§ RECORD EXTRACTS
*****

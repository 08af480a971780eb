use anyhow::anyhow;
use serde::{Deserialize, Serialize};

use super::{ClockPhase, ClockPolarity, Device, ScriptHandle};
use crate::Error;

/// One primitive of an SPI script, executed in order on the adapter.
#[derive(Clone, Debug, PartialEq, Eq, Serialize, Deserialize)]
pub enum ScriptStep {
    ClockRate(u16),
    ClockPolarityPhase {
        polarity: ClockPolarity,
        phase: ClockPhase,
    },
    NumBitsPerSample(u16),
    CsLow(u32),
    CsHigh(u32),
    UsDelay(u16),
    EnableSpi,
    DisableSpi,
    WriteRead(Vec<u8>),
}

/// Identifies the data clocked in by a `WriteRead` step.
#[derive(Clone, Copy, Debug, PartialEq, Eq, Hash, Serialize, Deserialize)]
pub struct ReadIndex(usize);

/// An ordered sequence of script steps, built before it is run.
#[derive(Clone, Debug, Default, Serialize, Deserialize)]
pub struct SpiScript {
    steps: Vec<ScriptStep>,
    reads: usize,
}

impl SpiScript {
    pub fn new() -> Self {
        Default::default()
    }

    pub fn steps(&self) -> &[ScriptStep] {
        &self.steps
    }

    pub fn is_empty(&self) -> bool {
        self.steps.is_empty()
    }

    fn push(&mut self, step: ScriptStep) -> &mut Self {
        self.steps.push(step);
        self
    }

    pub fn clock_rate(&mut self, khz: u16) -> &mut Self {
        self.push(ScriptStep::ClockRate(khz))
    }

    pub fn clock_polarity_phase(&mut self, polarity: ClockPolarity, phase: ClockPhase) -> &mut Self {
        self.push(ScriptStep::ClockPolarityPhase { polarity, phase })
    }

    pub fn num_bits_per_sample(&mut self, bits: u16) -> &mut Self {
        self.push(ScriptStep::NumBitsPerSample(bits))
    }

    pub fn cs_low(&mut self, chip_select: u32) -> &mut Self {
        self.push(ScriptStep::CsLow(chip_select))
    }

    pub fn cs_high(&mut self, chip_select: u32) -> &mut Self {
        self.push(ScriptStep::CsHigh(chip_select))
    }

    pub fn us_delay(&mut self, delay_us: u16) -> &mut Self {
        self.push(ScriptStep::UsDelay(delay_us))
    }

    pub fn enable_spi(&mut self) -> &mut Self {
        self.push(ScriptStep::EnableSpi)
    }

    pub fn disable_spi(&mut self) -> &mut Self {
        self.push(ScriptStep::DisableSpi)
    }

    /// Append a transfer. Keep the returned index to fetch the received bytes after the run.
    pub fn write_read(&mut self, data: &[u8]) -> ReadIndex {
        self.steps.push(ScriptStep::WriteRead(data.to_vec()));
        self.reads += 1;
        ReadIndex(self.reads - 1)
    }
}

/// A script that has been executed. Holds the script handle until dropped.
pub struct ScriptRun<'d> {
    device: &'d Device,
    handle: ScriptHandle,
    read_indices: Vec<u32>,
    open: bool,
}

impl<'d> ScriptRun<'d> {
    fn append(&mut self, step: &ScriptStep) -> crate::Result<()> {
        let driver = self.device.driver();
        let handle = self.handle;
        match step {
            ScriptStep::ClockRate(khz) => {
                let status = driver.spi_script_clock_rate(handle, *khz);
                self.device
                    .check(status, || format!("ni845xSpiScriptClockRate({})", khz))
            }
            ScriptStep::ClockPolarityPhase { polarity, phase } => {
                let status =
                    driver.spi_script_clock_polarity_phase(handle, *polarity as i32, *phase as i32);
                self.device.check(status, || {
                    format!(
                        "ni845xSpiScriptClockPolarityPhase({}, {})",
                        *polarity as i32, *phase as i32
                    )
                })
            }
            ScriptStep::NumBitsPerSample(bits) => {
                let status = driver.spi_script_num_bits_per_sample(handle, *bits);
                self.device
                    .check(status, || format!("ni845xSpiScriptNumBitsPerSample({})", bits))
            }
            ScriptStep::CsLow(cs) => {
                let status = driver.spi_script_cs_low(handle, *cs);
                self.device.check(status, || format!("ni845xSpiScriptCSLow({})", cs))
            }
            ScriptStep::CsHigh(cs) => {
                let status = driver.spi_script_cs_high(handle, *cs);
                self.device.check(status, || format!("ni845xSpiScriptCSHigh({})", cs))
            }
            ScriptStep::UsDelay(delay) => {
                let status = driver.spi_script_us_delay(handle, *delay);
                self.device
                    .check(status, || format!("ni845xSpiScriptUsDelay({})", delay))
            }
            ScriptStep::EnableSpi => {
                let status = driver.spi_script_enable_spi(handle);
                self.device.check(status, || "ni845xSpiScriptEnableSPI".to_string())
            }
            ScriptStep::DisableSpi => {
                let status = driver.spi_script_disable_spi(handle);
                self.device.check(status, || "ni845xSpiScriptDisableSPI".to_string())
            }
            ScriptStep::WriteRead(data) => {
                let mut index = 0;
                let status = driver.spi_script_write_read(handle, data, &mut index);
                self.device
                    .check(status, || format!("ni845xSpiScriptWriteRead({} bytes)", data.len()))?;
                self.read_indices.push(index);
                Ok(())
            }
        }
    }

    pub fn handle(&self) -> ScriptHandle {
        self.handle
    }

    /// Bytes received by the `WriteRead` step that returned `index`.
    pub fn extract_read_data(&self, index: ReadIndex) -> crate::Result<Vec<u8>> {
        let raw = *self.read_indices.get(index.0).ok_or_else(|| {
            Error::argument(anyhow!(
                "Read index {} is not part of this script ({} reads)",
                index.0,
                self.read_indices.len()
            ))
        })?;
        let driver = self.device.driver();
        let mut size = 0_u32;
        let status = driver.spi_script_extract_read_data_size(self.handle, raw, &mut size);
        self.device
            .check(status, || format!("ni845xSpiScriptExtractReadDataSize({})", raw))?;
        let mut ret = vec![0_u8; size as usize];
        let status = driver.spi_script_extract_read_data(self.handle, raw, &mut ret);
        self.device
            .check(status, || format!("ni845xSpiScriptExtractReadData({})", raw))?;
        Ok(ret)
    }

    fn release(&mut self) -> crate::Result<()> {
        self.open = false;
        self.device.release_script();
        let status = self.device.driver().spi_script_close(self.handle);
        self.device.check(status, || "ni845xSpiScriptClose".to_string())
    }

    pub fn close(mut self) -> crate::Result<()> {
        self.release()
    }
}

impl<'d> Drop for ScriptRun<'d> {
    fn drop(&mut self) {
        if self.open {
            let _ = self.release();
        }
    }
}

impl Device {
    /// Load `script` into a fresh script handle and execute it on `port`.
    pub fn run_script(&self, script: &SpiScript, port: u8) -> crate::Result<ScriptRun<'_>> {
        if script.is_empty() {
            return Err(Error::argument(anyhow!("SPI script has no steps")));
        }
        self.claim_script()?;
        let mut handle = ScriptHandle::default();
        let status = self.driver().spi_script_open(&mut handle);
        if let Err(err) = self.check(status, || "ni845xSpiScriptOpen".to_string()) {
            self.release_script();
            return Err(err);
        }
        let mut run = ScriptRun {
            device: self,
            handle,
            read_indices: Vec::with_capacity(script.reads),
            open: true,
        };
        for step in script.steps() {
            run.append(step)?;
        }
        let status = self.driver().spi_script_run(handle, self.handle(), port);
        self.check(status, || format!("ni845xSpiScriptRun({}, {})", self.name(), port))?;
        log::debug!("Ran SPI script with {} steps on {}", script.steps().len(), self.name());
        Ok(run)
    }
}

#[cfg(test)]
mod tests {
    use super::super::mock::MockDriver;
    use super::*;

    fn transfer_script() -> (SpiScript, ReadIndex) {
        let mut script = SpiScript::new();
        script
            .enable_spi()
            .clock_rate(1000)
            .clock_polarity_phase(ClockPolarity::IdleLow, ClockPhase::FirstEdge)
            .num_bits_per_sample(8)
            .cs_low(0);
        let index = script.write_read(&[0xAA, 0xAA]);
        script.cs_high(0).us_delay(10).disable_spi();
        (script, index)
    }

    #[test]
    fn write_read_data_is_extracted_by_index() {
        let mock = MockDriver::new(&["dev0"]);
        let device = Device::open(mock.clone(), "dev0").unwrap();
        let (script, index) = transfer_script();
        let run = device.run_script(&script, 0).unwrap();
        assert_eq!(run.extract_read_data(index).unwrap(), vec![0x55, 0x55]);
        let calls = mock.calls();
        let size_at = calls
            .iter()
            .position(|x| x == "ni845xSpiScriptExtractReadDataSize")
            .unwrap();
        assert_eq!(calls[size_at + 1], "ni845xSpiScriptExtractReadData");
    }

    #[test]
    fn indices_follow_write_order() {
        let mock = MockDriver::new(&["dev0"]);
        let device = Device::open(mock.clone(), "dev0").unwrap();
        let mut script = SpiScript::new();
        script.enable_spi();
        let first = script.write_read(&[0x00]);
        let second = script.write_read(&[0x0F, 0xFF, 0x01]);
        let run = device.run_script(&script, 0).unwrap();
        assert_eq!(run.extract_read_data(second).unwrap(), vec![0xF0, 0x00, 0xFE]);
        assert_eq!(run.extract_read_data(first).unwrap(), vec![0xFF]);
        assert!(matches!(
            run.extract_read_data(ReadIndex(2)),
            Err(Error::Argument(_))
        ));
    }

    #[test]
    fn one_script_at_a_time() {
        let mock = MockDriver::new(&["dev0"]);
        let device = Device::open(mock.clone(), "dev0").unwrap();
        let (script, _) = transfer_script();
        let run = device.run_script(&script, 0).unwrap();
        assert!(matches!(device.run_script(&script, 0), Err(Error::AlreadyOpen { .. })));
        drop(run);
        assert_eq!(mock.open_scripts(), 0);
        assert!(device.run_script(&script, 0).is_ok());
    }

    #[test]
    fn failed_step_closes_script() {
        let mock = MockDriver::new(&["dev0"]);
        let device = Device::open(mock.clone(), "dev0").unwrap();
        let (script, _) = transfer_script();
        mock.fail("ni845xSpiScriptCSLow", -301_710);
        match device.run_script(&script, 0) {
            Err(Error::Driver { call, .. }) => assert_eq!(call, "ni845xSpiScriptCSLow(0)"),
            _ => panic!(),
        }
        assert_eq!(mock.open_scripts(), 0);
        assert!(mock.calls().contains(&"ni845xSpiScriptClose".to_string()));
        assert!(!mock.calls().contains(&"ni845xSpiScriptRun".to_string()));
        assert!(device.run_script(&script, 0).is_ok());
    }

    #[test]
    fn empty_script_is_rejected() {
        let mock = MockDriver::new(&["dev0"]);
        let device = Device::open(mock.clone(), "dev0").unwrap();
        assert!(matches!(
            device.run_script(&SpiScript::new(), 0),
            Err(Error::Argument(_))
        ));
        assert_eq!(mock.open_scripts(), 0);
    }
}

*****

§ TASK
Nothing outside this range should appear: the lines from the start of the listing through the line with "pub fn cs_high(&mut", each reproduced exactly, both ends included.

§ ANSWER TO THE PROBLEM
repository 08af480a971780eb
use anyhow::anyhow;
use serde::{Deserialize, Serialize};

use super::{ClockPhase, ClockPolarity, Device, ScriptHandle};
use crate::Error;

/// One primitive of an SPI script, executed in order on the adapter.
#[derive(Clone, Debug, PartialEq, Eq, Serialize, Deserialize)]
pub enum ScriptStep {
    ClockRate(u16),
    ClockPolarityPhase {
        polarity: ClockPolarity,
        phase: ClockPhase,
    },
    NumBitsPerSample(u16),
    CsLow(u32),
    CsHigh(u32),
    UsDelay(u16),
    EnableSpi,
    DisableSpi,
    WriteRead(Vec<u8>),
}

/// Identifies the data clocked in by a `WriteRead` step.
#[derive(Clone, Copy, Debug, PartialEq, Eq, Hash, Serialize, Deserialize)]
pub struct ReadIndex(usize);

/// An ordered sequence of script steps, built before it is run.
#[derive(Clone, Debug, Default, Serialize, Deserialize)]
pub struct SpiScript {
    steps: Vec<ScriptStep>,
    reads: usize,
}

impl SpiScript {
    pub fn new() -> Self {
        Default::default()
    }

    pub fn steps(&self) -> &[ScriptStep] {
        &self.steps
    }

    pub fn is_empty(&self) -> bool {
        self.steps.is_empty()
    }

    fn push(&mut self, step: ScriptStep) -> &mut Self {
        self.steps.push(step);
        self
    }

    pub fn clock_rate(&mut self, khz: u16) -> &mut Self {
        self.push(ScriptStep::ClockRate(khz))
    }

    pub fn clock_polarity_phase(&mut self, polarity: ClockPolarity, phase: ClockPhase) -> &mut Self {
        self.push(ScriptStep::ClockPolarityPhase { polarity, phase })
    }

    pub fn num_bits_per_sample(&mut self, bits: u16) -> &mut Self {
        self.push(ScriptStep::NumBitsPerSample(bits))
    }

    pub fn cs_low(&mut self, chip_select: u32) -> &mut Self {
        self.push(ScriptStep::CsLow(chip_select))
    }

    pub fn cs_high(&mut self, chip_select: u32) -> &mut Self {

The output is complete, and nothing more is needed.